Records concerning independent institutions. Until now, many people have proceeded on the incomplete, if not naïve, assumption that freedom of information is the exclusive concern of those in publicly supported institutions. Yet, in a most unusual recent court case, a federal judge ordered Brown University to surrender fundraising documents that lawyers sought in a case involving a former student who claimed he had been falsely accused of rape and pressured to leave the institution. The former student was suspended five years ago following “sexual misconduct” charges and agreed to leave the university permanently, but he later claimed to be a victim of duress. The student then sued Brown, the student who accused him, and her father (a wealthy Brown donor and alumnus), contending that the father had used his clout to influence the handling of the allegations. Brown objected to the order to release the documents involving the father, insisting that he should produce them.

Thus, while ordinarily such information could hardly be classified as “public records” for FOIA purposes at a private university like Brown, we appear now to be facing a new type of intervention. As Peter Lake, the director of the Center for Higher Education Law and Policy at the Stetson University College of Law, observed in the Chronicle of Higher Education (October 11, 2011), independent institutions should “brace for similar requests for fundraising and other confidential information.”

Clearly, the public-record landscape is rapidly changing, and in ways that framers of FOIA laws—not to mention their champions and their detractors—could hardly have imagined. The lessons and implications of such changes are vital for boards and their members. Both in public and independent institutions, the presumption ought always to favor transparency over recalcitrance.

Boards should clarify their own procedures for responding to FOIA and related demands— including circumstances under which boards would challenge FOIA requests where appropriate. Boards should be especially ready to provide to the news media current information about the status of such inquiries and their outcome.

And, as a reminder, although the detailed requirements of open-records laws seldom apply directly to trustees of independent institutions, conscientious boards should nonetheless seek an optimal level of transparency. Simply as a measure of their accountability, independent boards should make their proceedings maximally accessible and available to those on and off campus to whom their deliberations are of interest.

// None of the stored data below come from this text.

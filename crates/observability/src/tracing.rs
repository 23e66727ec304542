//! Tracing/logging initialization.
//!
//! Filtering comes from `RUST_LOG` (default `info`). Output format comes from
//! `MICROFIN_LOG_FORMAT` (`json`, the default, or `pretty` for local runs).

use tracing_subscriber::EnvFilter;

/// Log line format.
#[derive(Debug, Copy, Clone, PartialEq, Eq)]
pub enum LogFormat {
    Json,
    Pretty,
}

impl LogFormat {
    pub fn from_env() -> Self {
        Self::parse(std::env::var("MICROFIN_LOG_FORMAT").ok().as_deref())
    }

    fn parse(raw: Option<&str>) -> Self {
        match raw.map(|s| s.trim().to_ascii_lowercase()) {
            Some(s) if s == "pretty" => LogFormat::Pretty,
            _ => LogFormat::Json,
        }
    }
}

/// Initialize tracing/logging for the process.
///
/// Safe to call multiple times (subsequent calls are no-ops).
pub fn init(format: LogFormat) {
    let filter = EnvFilter::try_from_default_env().unwrap_or_else(|_| EnvFilter::new("info"));

    let _ = match format {
        LogFormat::Json => tracing_subscriber::fmt()
            .with_env_filter(filter)
            .json()
            .with_timer(tracing_subscriber::fmt::time::SystemTime)
            .with_target(false)
            .try_init(),
        LogFormat::Pretty => tracing_subscriber::fmt()
            .with_env_filter(filter)
            .pretty()
            .try_init(),
    };
}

A greater degree of uniformity and consistency regarding public records seems unlikely to occur across the nation, so predicting new and portentous developments may prove even more difficult than it has ever been in the past. Thus, most important, trustees and those who advise them regarding such matters need to be as fully informed as possible about potentially dramatic alterations of the legal terrain that may profoundly affect not only public boards but also many independent boards as well.